Stored data:
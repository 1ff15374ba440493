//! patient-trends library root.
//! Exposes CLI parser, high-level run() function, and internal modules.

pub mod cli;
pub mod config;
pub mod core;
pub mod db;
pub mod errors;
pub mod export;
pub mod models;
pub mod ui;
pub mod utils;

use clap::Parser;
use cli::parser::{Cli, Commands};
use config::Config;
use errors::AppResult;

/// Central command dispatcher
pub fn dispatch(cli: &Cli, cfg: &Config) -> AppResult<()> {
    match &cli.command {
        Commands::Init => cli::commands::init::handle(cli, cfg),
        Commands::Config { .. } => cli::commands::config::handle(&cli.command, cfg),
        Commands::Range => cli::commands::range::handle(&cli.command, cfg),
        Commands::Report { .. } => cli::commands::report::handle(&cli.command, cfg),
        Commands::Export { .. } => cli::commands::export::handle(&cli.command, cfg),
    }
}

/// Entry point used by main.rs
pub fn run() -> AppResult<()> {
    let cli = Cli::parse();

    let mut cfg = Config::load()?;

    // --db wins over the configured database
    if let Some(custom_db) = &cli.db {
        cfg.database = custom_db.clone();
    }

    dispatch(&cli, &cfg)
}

What to do:
After finding the line that contains "and internal modules." in the records above, copy that line and each one after it exactly, through the final line.

The answer:
//! Exposes CLI parser, high-level run() function, and internal modules.

pub mod cli;
pub mod config;
pub mod core;
pub mod db;
pub mod errors;
pub mod export;
pub mod models;
pub mod ui;
pub mod utils;

use clap::Parser;
use cli::parser::{Cli, Commands};
use config::Config;
use errors::AppResult;

/// Central command dispatcher
pub fn dispatch(cli: &Cli, cfg: &Config) -> AppResult<()> {
    match &cli.command {
        Commands::Init => cli::commands::init::handle(cli, cfg),
        Commands::Config { .. } => cli::commands::config::handle(&cli.command, cfg),
        Commands::Range => cli::commands::range::handle(&cli.command, cfg),
        Commands::Report { .. } => cli::commands::report::handle(&cli.command, cfg),
        Commands::Export { .. } => cli::commands::export::handle(&cli.command, cfg),
    }
}

/// Entry point used by main.rs
pub fn run() -> AppResult<()> {
    let cli = Cli::parse();

    let mut cfg = Config::load()?;

    // --db wins over the configured database
    if let Some(custom_db) = &cli.db {
        cfg.database = custom_db.clone();
    }

    dispatch(&cli, &cfg)
}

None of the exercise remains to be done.